Au fil de son courrier, la vieille dame pointe les contradictions du modèle bancaire moderne. Elle rappelle qu’elle répond toujours aux appels et courriers de sa banque, mais qu’en retour, elle ne trouve que des serveurs vocaux impersonnels, coûteux et inefficaces. Elle annonce alors, avec une politesse implacable, qu’elle renonce désormais à toute automatisation de ses paiements.
Une réplique ironique, miroir du système

La cliente pousse l’ironie jusqu’au bout. Elle explique qu’elle enverra désormais des chèques à un employé désigné, seul autorisé à ouvrir son courrier, assorti d’un long formulaire à remplir : identité, situation financière, antécédents médicaux, le tout certifié par un notaire. Une manière subtile de renvoyer à la banque l’excès de contrôle qu’elle impose à ses clients.

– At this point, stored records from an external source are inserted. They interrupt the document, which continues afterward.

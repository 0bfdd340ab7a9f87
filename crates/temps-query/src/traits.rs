use crate::error::Result;
use crate::types::*;
use async_trait::async_trait;

/// Core trait that all data sources must implement
pub trait DataSource: Send + Sync {
    /// Get the type name of this data source
    fn source_type(&self) -> &'static str;

    /// Get all capabilities supported by this source
    fn capabilities(&self) -> Vec<Capability>;

    /// Check if a specific capability is supported
    fn supports(&self, capability: Capability) -> bool {
        self.capabilities().contains(&capability)
    }
}

/// Sources that run a batch of raw queries against one time range
#[async_trait]
pub trait BatchQueryable: DataSource {
    /// Run every query in `queries` against `time_range`.
    ///
    /// Responses come back in input order, one per query. Remote failures are
    /// reported per query inside the response; configuration, validation and
    /// transport failures abort the whole batch.
    async fn query_data(
        &self,
        queries: &[DataQuery],
        time_range: &TimeRange,
    ) -> Result<Vec<DataResponse>>;
}
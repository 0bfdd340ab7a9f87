mod batch;
mod clouds;

pub use batch::{BuildCommand, RunCommand};
pub use clouds::CloudsCommand;
#[cfg(test)]
mod tests {
    use std::time::Duration;

    use super::*;
    use crate::domain::market::{DataKind, Timeframe};
    use crate::domain::shard::AssetClass;

    const MINIMAL: &str = r"
venues:
  binance:
    symbols: [BTC/USDT]
";

    #[test]
    fn test_load_minimal_config() {
        let config = load_config_from_string(MINIMAL).unwrap();

        assert_eq!(config.runtime.data_dir, PathBuf::from("./data"));
        assert!(config.runtime.auto_activate);
        assert_eq!(config.runtime.startup_timeout(), Duration::from_secs(5));
        assert_eq!(config.runtime.release_debounce(), Duration::from_millis(500));
        assert_eq!(config.retry.backoff(), Duration::from_secs(2));
        assert_eq!(config.retry.max_attempts, 3);
        assert_eq!(config.storage.retention_days, 7);
        assert_eq!(config.storage.maintenance.time, "02:00");
        assert_eq!(
            config.collection.parsed_timeframes(),
            vec![Timeframe::H1, Timeframe::H4]
        );
        assert_eq!(config.collection.order_book_depth, Some(20));
        assert_eq!(config.lock_path(), PathBuf::from("./data/.mdc.lock"));
    }

    #[test]
    fn test_full_config_parse() {
        let yaml = r#"
runtime:
  data_dir: /tmp/mdc
  auto_activate: false
  release_debounce_ms: 250
venues:
  binance:
    testnet: true
    symbols: ["BTC/USDT", "ETH/USDT:USDT"]
    accounts:
      main:
        api_key: abcdef123
        secret: s3cret
  okx:
    enabled: false
collection:
  kinds:
    orderbook: { enabled: false }
    balance: { interval_ms: 5000 }
  timeframes: ["1m", "1d"]
storage:
  retention_days: 3
  retention_overrides:
    futures: 14
  maintenance:
    time: "03:30"
logging:
  level: debug
  format: json
"#;
        let config = load_config_from_string(yaml).unwrap();

        assert!(!config.runtime.auto_activate);
        assert_eq!(config.runtime.release_debounce(), Duration::from_millis(250));
        assert_eq!(config.enabled_venues().count(), 1);
        let binance = &config.venues["binance"];
        assert!(binance.testnet);
        assert_eq!(binance.accounts["main"].api_key, "abcdef123");
        assert!(!config.collection.is_enabled(DataKind::OrderBook));
        assert!(config.collection.is_enabled(DataKind::Ticker));
        assert_eq!(
            config.collection.interval(DataKind::Balance),
            Duration::from_secs(5)
        );
        assert_eq!(
            config.collection.interval(DataKind::Order),
            DataKind::Order.default_interval()
        );
        assert_eq!(
            config.storage.retention_overrides.get(&AssetClass::Derivative),
            Some(&14)
        );
        assert_eq!(config.logging.format, LogFormat::Json);
    }

    #[test]
    fn test_env_var_with_default_when_missing() {
        let input = "mode: ${MDC_CONFIG_TEST_NONEXISTENT_VAR:-spot}";
        assert_eq!(interpolate_env_vars(input), "mode: spot");
    }

    #[test]
    fn test_env_var_uses_lookup_value() {
        let result = interpolate_with("key: ${API_KEY:-none}", |var| {
            (var == "API_KEY").then(|| "abc".to_string())
        });
        assert_eq!(result, "key: abc");
    }

    #[test]
    fn test_env_var_without_default_becomes_empty() {
        let input = "api_key: ${MDC_CONFIG_TEST_UNLIKELY_TO_EXIST}";
        assert_eq!(interpolate_env_vars(input), "api_key: ");
    }

    #[test]
    fn test_overrides_apply() {
        let mut config = load_config_from_string(MINIMAL).unwrap();
        let env: BTreeMap<&str, &str> = [
            ("MDC_DATA_DIR", "/var/lib/mdc"),
            ("MDC_SYMBOLS", "SOL/USDT, XRP/USDT:USDT"),
            ("MDC_LOG_LEVEL", "DEBUG"),
            ("MDC_AUTO_ACTIVATE", "off"),
        ]
        .into_iter()
        .collect();

        apply_env_overrides(&mut config, |var| env.get(var).map(|v| (*v).to_string())).unwrap();

        assert_eq!(config.runtime.data_dir, PathBuf::from("/var/lib/mdc"));
        assert_eq!(
            config.venues["binance"].symbols,
            vec!["SOL/USDT".to_string(), "XRP/USDT:USDT".to_string()]
        );
        assert_eq!(config.logging.level, "debug");
        assert!(!config.runtime.auto_activate);
    }

    #[test]
    fn test_invalid_auto_activate_override() {
        let mut config = load_config_from_string(MINIMAL).unwrap();
        let result = apply_env_overrides(&mut config, |var| {
            (var == "MDC_AUTO_ACTIVATE").then(|| "maybe".to_string())
        });
        let Err(err) = result else {
            panic!("expected override error");
        };
        assert!(err.to_string().contains("MDC_AUTO_ACTIVATE"));
    }

    #[test]
    fn test_validation_requires_work() {
        let result = load_config_from_string("venues: {}");
        let Err(err) = result else {
            panic!("expected validation error");
        };
        assert!(err.to_string().contains("at least one enabled venue"));
    }

    #[test]
    fn test_validation_invalid_symbol() {
        let yaml = "venues:\n  binance:\n    symbols: [BTCUSDT]\n";
        let Err(err) = load_config_from_string(yaml) else {
            panic!("expected validation error");
        };
        assert!(err.to_string().contains("BTCUSDT"));
    }

    #[test]
    fn test_validation_invalid_timeframe() {
        let yaml = format!("{MINIMAL}collection:\n  timeframes: [\"7m\"]\n");
        let Err(err) = load_config_from_string(&yaml) else {
            panic!("expected validation error");
        };
        assert!(err.to_string().contains("7m"));
    }

    #[test]
    fn test_validation_invalid_maintenance_time() {
        let yaml = format!("{MINIMAL}storage:\n  maintenance:\n    time: \"25:99\"\n");
        let Err(err) = load_config_from_string(&yaml) else {
            panic!("expected validation error");
        };
        assert!(err.to_string().contains("HH:MM"));
    }

    #[test]
    fn test_validation_zero_timeout() {
        let yaml = format!("{MINIMAL}runtime:\n  startup_timeout_ms: 0\n");
        assert!(load_config_from_string(&yaml).is_err());
    }

    #[test]
    fn test_validation_shrinking_retry_multiplier() {
        let yaml = format!("{MINIMAL}retry:\n  multiplier: 0.5\n");
        let Err(err) = load_config_from_string(&yaml) else {
            panic!("expected validation error");
        };
        assert!(err.to_string().contains("retry.multiplier"));
    }

    #[test]
    fn test_load_config_missing_file() {
        let result = load_config(Some(Path::new("/nonexistent/collector.yaml")));
        assert!(matches!(result, Err(ConfigError::ReadError { .. })));
    }

    #[test]
    fn test_account_debug_is_redacted() {
        let account = AccountConfig {
            api_key: "visible-key".into(),
            secret: "visible-secret".into(),
            password: None,
            uid: None,
        };
        let debug = format!("{account:?}");
        assert!(!debug.contains("visible"));
    }
}
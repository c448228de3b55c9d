//! Infrastructure Layer - Adapters and runtime machinery.
//!
//! This layer contains the shard store, the ingestion engine that drives
//! `MarketDataSource` implementations, and the process lifecycle around
//! them.

/// Collector configuration loading and validation.
pub mod config;

/// Supervised ingestion streams.
pub mod ingest;

/// Prometheus metrics instrumentation.
pub mod metrics;

/// Sharded SQLite persistence.
pub mod persistence;

/// Runtime lifecycle (controller, lock, worker, signals).
pub mod runtime;

/// Logging subscriber setup.
pub mod telemetry;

La lettre atteint son apogée lorsqu’elle annonce la création d’un code PIN à 28 chiffres, en écho aux interminables manipulations exigées pour consulter un simple solde bancaire par téléphone. Puis vient la cerise sur le gâteau : un menu de messagerie vocale digne des pires standards téléphoniques, avec options pour la joindre dans chaque pièce de sa maison.